### [ABOUT THIS EXERCISE]
Take the lines below between the one holding "fn account(&self, screen_name: &str)" and the one holding "if let Some(err) = &self.lookup_failure", inclusive, and copy them exactly. Add nothing.

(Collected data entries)
BEGIN

use followgraph_core::SourceError;
use thiserror::Error;

pub type Result<T> = std::result::Result<T, TwitterError>;

#[derive(Debug, Error)]
pub enum TwitterError {
    #[error("Network error: {0}")]
    Network(String),

    #[error("API error (status {status}): {message}")]
    Api { status: u16, message: String },

    #[error("Parse error: {0}")]
    Parse(String),

    #[error("Rate limit still exhausted after {waits} waits")]
    RateLimited { waits: u32 },

    #[error("Credentials error: {0}")]
    Credentials(String),
}

impl TwitterError {
    pub fn is_not_found(&self) -> bool {
        matches!(self, TwitterError::Api { status: 404, .. })
    }
}

impl From<reqwest::Error> for TwitterError {
    fn from(err: reqwest::Error) -> Self {
        TwitterError::Network(err.to_string())
    }
}

impl From<serde_json::Error> for TwitterError {
    fn from(err: serde_json::Error) -> Self {
        TwitterError::Parse(err.to_string())
    }
}

impl From<TwitterError> for SourceError {
    fn from(err: TwitterError) -> Self {
        match err {
            TwitterError::Network(message) => SourceError::Unavailable(message),
            TwitterError::Api { status, message } => SourceError::Remote { status, message },
            TwitterError::Parse(message) => SourceError::Malformed(message),
            TwitterError::Credentials(message) => SourceError::Unavailable(message),
            TwitterError::RateLimited { waits } => SourceError::Remote {
                status: 429,
                message: format!("rate limit still exhausted after {waits} waits"),
            },
        }
    }
}
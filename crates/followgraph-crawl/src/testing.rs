// Test doubles for the crawler's two collaborator boundaries:
// - MockAccountSource (AccountSource): map-based accounts, follow lists and
//   profiles, recording every profile batch it is asked for
// - MemorySink (GraphSink): captures the exported graph in memory

use std::collections::HashMap;
use std::sync::Mutex;

use async_trait::async_trait;
use followgraph_core::{Account, AccountSource, AttributeKey, ExternalId, Profile, SourceError};
use followgraph_graph::{ExportReport, GraphSink, GraphStore, SinkError};

// ---------------------------------------------------------------------------
// MockAccountSource
// ---------------------------------------------------------------------------

/// In-memory account source. Unknown screen names are `NotFound`; profile
/// lookups return only the registered profiles among the requested ids.
/// Builder pattern: `.on_account()`, `.on_profile()`, `.fail_lookup()`,
/// `.fail_follows()`, `.fail_profiles()`.
#[derive(Default)]
pub struct MockAccountSource {
    accounts: HashMap<String, (ExternalId, Vec<ExternalId>)>,
    profiles: HashMap<ExternalId, Profile>,
    /// Profiles returned for every batch regardless of the request.
    unsolicited: Vec<Profile>,
    lookup_failure: Option<SourceError>,
    follows_failure: Option<SourceError>,
    profile_failure: Option<u16>,
    batches: Mutex<Vec<Vec<ExternalId>>>,
}

impl MockAccountSource {
    pub fn new() -> Self {
        Self::default()
    }

    /// Register a screen name, its id, and the ids it follows.
    pub fn on_account(mut self, screen_name: &str, id: u64, follows: &[u64]) -> Self {
        self.accounts.insert(
            screen_name.to_string(),
            (
                ExternalId(id),
                follows.iter().copied().map(ExternalId).collect(),
            ),
        );
        self
    }

    pub fn on_profile(mut self, profile: Profile) -> Self {
        self.profiles.insert(profile.id, profile);
        self
    }

    /// Register a profile with only a `name` attribute.
    pub fn on_named(self, id: u64, name: &str) -> Self {
        self.on_profile(Profile::new(ExternalId(id)).with(AttributeKey::Name, name))
    }

    /// Return `profile` from every batch, whether requested or not.
    pub fn with_unsolicited(mut self, profile: Profile) -> Self {
        self.unsolicited.push(profile);
        self
    }

    /// Make every account lookup fail with the given HTTP status.
    pub fn fail_lookup(mut self, status: u16) -> Self {
        self.lookup_failure = Some(SourceError::Remote {
            status,
            message: "mock failure".to_string(),
        });
        self
    }

    /// Make every follow-list fetch fail with the given HTTP status.
    pub fn fail_follows(mut self, status: u16) -> Self {
        self.follows_failure = Some(SourceError::Remote {
            status,
            message: "mock failure".to_string(),
        });
        self
    }

    /// Make every follow-list fetch report an unreadable response.
    pub fn malformed_follows(mut self) -> Self {
        self.follows_failure = Some(SourceError::Malformed("expected value".to_string()));
        self
    }

    /// Make every profile lookup fail with the given HTTP status.
    pub fn fail_profiles(mut self, status: u16) -> Self {
        self.profile_failure = Some(status);
        self
    }

    /// Every batch passed to `lookup_profiles`, in call order.
    pub fn batches(&self) -> Vec<Vec<ExternalId>> {
        self.batches.lock().unwrap().clone()
    }

    pub fn batch_sizes(&self) -> Vec<usize> {
        self.batches().iter().map(Vec::len).collect()
    }

    fn account(&self, screen_name: &str) -> Result<&(ExternalId, Vec<ExternalId>), SourceError> {
        self.accounts
            .get(screen_name)
            .ok_or_else(|| SourceError::NotFound {
                screen_name: screen_name.to_string(),
            })
    }
}

#[async_trait]
impl AccountSource for MockAccountSource {
    async fn lookup_account(&self, screen_name: &str) -> Result<Account, SourceError> {
        if let Some(err) = &self.lookup_failure {
            return Err(err.clone());
        }
        let (id, _) = self.account(screen_name)?;
        Ok(Account {
            id: *id,
            screen_name: Some(screen_name.to_string()),
        })
    }

    async fn list_followed_ids(&self, screen_name: &str) -> Result<Vec<ExternalId>, SourceError> {
        let (_, follows) = self.account(screen_name)?;
        if let Some(err) = &self.follows_failure {
            return Err(err.clone());
        }
        Ok(follows.clone())
    }

    async fn lookup_profiles(&self, ids: &[ExternalId]) -> Result<Vec<Profile>, SourceError> {
        self.batches.lock().unwrap().push(ids.to_vec());

        if let Some(status) = self.profile_failure {
            return Err(SourceError::Remote {
                status,
                message: "mock failure".to_string(),
            });
        }

        // Reverse so callers cannot rely on request order.
        let mut found: Vec<Profile> = ids
            .iter()
            .rev()
            .filter_map(|id| self.profiles.get(id).cloned())
            .collect();
        found.extend(self.unsolicited.iter().cloned());
        Ok(found)
    }
}

// ---------------------------------------------------------------------------
// MemorySink
// ---------------------------------------------------------------------------

/// A vertex as captured by `MemorySink`.
#[derive(Debug, Clone, PartialEq, Eq)]
pub struct CapturedVertex {
    pub external_id: ExternalId,
    pub attributes: Vec<(AttributeKey, String)>,
}

/// A graph as captured by `MemorySink`: vertices, then `(source, target,
/// label)` edges expressed in external ids.
#[derive(Debug, Clone, Default, PartialEq, Eq)]
pub struct CapturedGraph {
    pub vertices: Vec<CapturedVertex>,
    pub edges: Vec<(ExternalId, ExternalId, String)>,
}

impl CapturedGraph {
    pub fn vertex(&self, id: u64) -> Option<&CapturedVertex> {
        self.vertices.iter().find(|v| v.external_id == ExternalId(id))
    }

    pub fn edges_from(&self, id: u64) -> Vec<ExternalId> {
        self.edges
            .iter()
            .filter(|(src, _, _)| *src == ExternalId(id))
            .map(|(_, tgt, _)| *tgt)
            .collect()
    }
}

/// Sink that keeps the exported graph in memory.
#[derive(Default)]
pub struct MemorySink {
    captured: Mutex<Option<CapturedGraph>>,
    fail: bool,
}

impl MemorySink {
    pub fn new() -> Self {
        Self::default()
    }

    /// A sink whose every export fails.
    pub fn failing() -> Self {
        Self {
            captured: Mutex::new(None),
            fail: true,
        }
    }

    /// The exported graph, if an export succeeded.
    pub fn captured(&self) -> Option<CapturedGraph> {
        self.captured.lock().unwrap().clone()
    }
}

impl GraphSink for MemorySink {
    fn export(&self, store: &GraphStore) -> Result<ExportReport, SinkError> {
        if self.fail {
            return Err(SinkError::Write {
                path: "memory".to_string(),
                source: std::io::Error::new(std::io::ErrorKind::Other, "sink unavailable"),
            });
        }

        let vertices = store
            .vertices()
            .iter()
            .map(|v| CapturedVertex {
                external_id: v.external_id,
                attributes: v
                    .attributes
                    .iter()
                    .map(|(k, val)| (*k, val.clone()))
                    .collect(),
            })
            .collect();

        let edges = store
            .edges()
            .iter()
            .filter_map(|e| {
                let source = store.vertex(e.source)?.external_id;
                let target = store.vertex(e.target)?.external_id;
                Some((source, target, e.label.to_string()))
            })
            .collect();

        *self.captured.lock().unwrap() = Some(CapturedGraph { vertices, edges });

        Ok(ExportReport {
            destination: "memory".to_string(),
            vertices: store.vertex_count(),
            edges: store.edge_count(),
            bytes: 0,
        })
    }
}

END

### [WRITTEN RESPONSE]
    fn account(&self, screen_name: &str) -> Result<&(ExternalId, Vec<ExternalId>), SourceError> {
        self.accounts
            .get(screen_name)
            .ok_or_else(|| SourceError::NotFound {
                screen_name: screen_name.to_string(),
            })
    }
}

#[async_trait]
impl AccountSource for MockAccountSource {
    async fn lookup_account(&self, screen_name: &str) -> Result<Account, SourceError> {
        if let Some(err) = &self.lookup_failure {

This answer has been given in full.